Thank you to fellow WordPress blogger Erik Semmel for letting me know about his organization, the Southington Brass, some time ago on this blog. Based in Southington, CT, the Southington Brass is calling on trumpet players worldwide to join them on April 26, 2014, in an attempt to break the Guinness World Record for the largest trumpet ensemble ever. It should be an awesome event and check out the The Trumpet Ensemble Blog for more information!
Greetings trumpet ensemble blog followers! I have launched a new blog on trumpet pedagogy: thetrumpetpedagogyblog.wordpress.com. I would really love to hear your thoughts on it and hope it proves to be a handy resource for a trumpet players worldwide!
This dissertation from Ohio State University by Jonathan Bosarge looks to be extremely interesting, discussing the pedagogical value of college students playing in trumpet ensembles. I am really looking forward to giving it a read!
Greetings all! Sorry – I’ve been away for so long! I will be performing this summer as part of the Michigan State University Trumpet Ensemble at the 2012 International Trumpet Guild conference. It should be an interesting show with lots of space themed music in the Grand Rapids, MI Planetarium! The ensemble is scheduled to perform at 10:15 a.m. on June 12.
It is interesting to note that in the U.S. Army Field Band, several chamber ensembles exist. This page lists the ones that are currently in existence. One of which is a trombone quartet (I have posted a video of them).

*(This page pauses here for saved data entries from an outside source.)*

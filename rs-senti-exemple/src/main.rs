use std::io::{self, BufRead, Write};

use rs_senti_core::features::{extract_vocabulary_features, vocabulary};
use rs_senti_core::text::normalize_text;
use rs_senti_core::{Classifier, Polarity};

const POSITIVE: [&str; 5] = [
    "I love this car",
    "This view is amazing",
    "I feel great this morning",
    "I am so excited about the concert",
    "He is my best friend",
];

const NEGATIVE: [&str; 5] = [
    "I do not like this car",
    "This view is horrible",
    "I feel tired this morning",
    "I am not looking forward to the concert",
    "He is my enemy",
];

fn main() -> Result<(), Box<dyn std::error::Error>> {
    env_logger::init();

    // Normalize every training sentence into tokens
    let documents: Vec<(Vec<String>, Polarity)> = POSITIVE
        .iter()
        .map(|text| (normalize_text(text), Polarity::Positive))
        .chain(NEGATIVE.iter().map(|text| (normalize_text(text), Polarity::Negative)))
        .collect();

    // The vocabulary is closed: words outside it are ignored when scoring
    let tokens: Vec<Vec<String>> = documents.iter().map(|(doc, _)| doc.clone()).collect();
    let words = vocabulary(&tokens);

    // Each document gets one true/false feature per vocabulary word
    let training_set = documents
        .iter()
        .map(|(doc, polarity)| (extract_vocabulary_features(doc, &words), *polarity));
    let classifier = Classifier::train(training_set)?;

    println!("Trained on {} sentences, {} words. Empty line to quit.", documents.len(), words.len());

    let stdin = io::stdin();
    let mut lines = stdin.lock().lines();
    loop {
        print!("rs-senti > ");
        io::stdout().flush()?;

        let line = match lines.next() {
            Some(line) => line?,
            None => break,
        };
        if line.is_empty() {
            break;
        }

        let features = extract_vocabulary_features(&normalize_text(&line), &words);
        let result = classifier.prob_classify(&features)?;
        let score = result.probability(&Polarity::Positive) - result.probability(&Polarity::Negative);

        match result.max() {
            Some(label) => println!("Sentiment: {} ({}%)", label, score * 100.0),
            None => println!("Sentiment: unknown"),
        }
    }

    Ok(())
}
use std::fmt;
use std::ops::Add;

use serde::{Deserialize, Serialize};

/// A natural-log probability with an explicit negative-infinity sentinel.
///
/// `NegInfinity` stands for a probability of exactly zero. It orders below
/// every finite value and absorbs addition, so no `-inf` float ever flows
/// through comparisons or serialization.
#[derive(Clone, Copy, Debug, PartialEq, PartialOrd, Serialize, Deserialize)]
pub enum LogProb {
	NegInfinity,
	Finite(f64),
}

impl LogProb {
	/// `ln(1)`.
	pub const CERTAIN: LogProb = LogProb::Finite(0.0);

	/// Wraps a raw natural log, mapping `-inf` and NaN to the sentinel.
	pub fn from_ln(value: f64) -> Self {
		if value.is_nan() || value == f64::NEG_INFINITY {
			LogProb::NegInfinity
		} else {
			LogProb::Finite(value)
		}
	}

	/// `ln(p)`, or the sentinel when `p` is not strictly positive.
	pub fn from_probability(p: f64) -> Self {
		if p > 0.0 {
			Self::from_ln(p.ln())
		} else {
			LogProb::NegInfinity
		}
	}

	/// Back to the linear domain; the sentinel maps to 0.
	pub fn probability(self) -> f64 {
		match self {
			LogProb::NegInfinity => 0.0,
			LogProb::Finite(value) => value.exp(),
		}
	}

	/// The finite value, if any.
	pub fn value(self) -> Option<f64> {
		match self {
			LogProb::NegInfinity => None,
			LogProb::Finite(value) => Some(value),
		}
	}

	pub fn is_neg_infinity(self) -> bool {
		matches!(self, LogProb::NegInfinity)
	}

	/// Subtracts a finite offset; the sentinel is left untouched.
	pub fn shift(self, offset: f64) -> Self {
		match self {
			LogProb::NegInfinity => LogProb::NegInfinity,
			LogProb::Finite(value) => Self::from_ln(value - offset),
		}
	}
}

impl Add for LogProb {
	type Output = LogProb;

	fn add(self, rhs: LogProb) -> LogProb {
		match (self, rhs) {
			(LogProb::Finite(a), LogProb::Finite(b)) => LogProb::from_ln(a + b),
			_ => LogProb::NegInfinity,
		}
	}
}

impl fmt::Display for LogProb {
	fn fmt(&self, f: &mut fmt::Formatter<'_>) -> fmt::Result {
		match self {
			LogProb::NegInfinity => write!(f, "-inf"),
			LogProb::Finite(value) => write!(f, "{value}"),
		}
	}
}

/// Log of the sum of the probabilities behind `logs` (log-sum-exp).
///
/// An empty slice, or one made only of sentinels, sums to `NegInfinity`.
pub fn sum_logs(logs: &[LogProb]) -> LogProb {
	let max = match logs.iter().filter_map(|l| l.value()).reduce(f64::max) {
		Some(max) => max,
		None => return LogProb::NegInfinity,
	};
	let sum: f64 = logs.iter().map(|l| l.shift(max).probability()).sum();
	LogProb::from_ln(max + sum.ln())
}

Earlier in the semester, I mentioned that Henri Tomasi wrote a Suite for Three Trumpets. This piece has been newly recorded on a new album by French trumpeter Erik Au Bier, famous for being the first player to record Chayes’ Concerto No. 1. The album is titled Erik Au Bier Plays Henri Tomasi. For the recording, Au Bier is joined by French trumpeters Frederic Mallardi and Alexandre Bati. The CD also includes Fanfare Litergiques, Tomasi’s landmark brass ensemble composition. The liner notes from the album are as follows:
In 1964, Tomasi composed his Suite for three trumpets, whose title owes nothing to a neoclassical pastiche. The first movement is a Habanera overlaying two elements, one marked by the rhythm of the dance, the other referencing, with its flexibility and melodic design, the servants’ theme of Pénélope in Ulysse ou le beau périple (1961). The tight dialogue between the three instruments comes forth as a limpid counterpoint, a synthesis of seduction and density of thought. The Lento Égéen, swathed in modal colours, is made up of three voices, whose subject passes from one to the other with slight variations. The Danse bolivienne is an incisive toccata where its principal melodic line is underscored with a subtly varied rhythmic ostinato.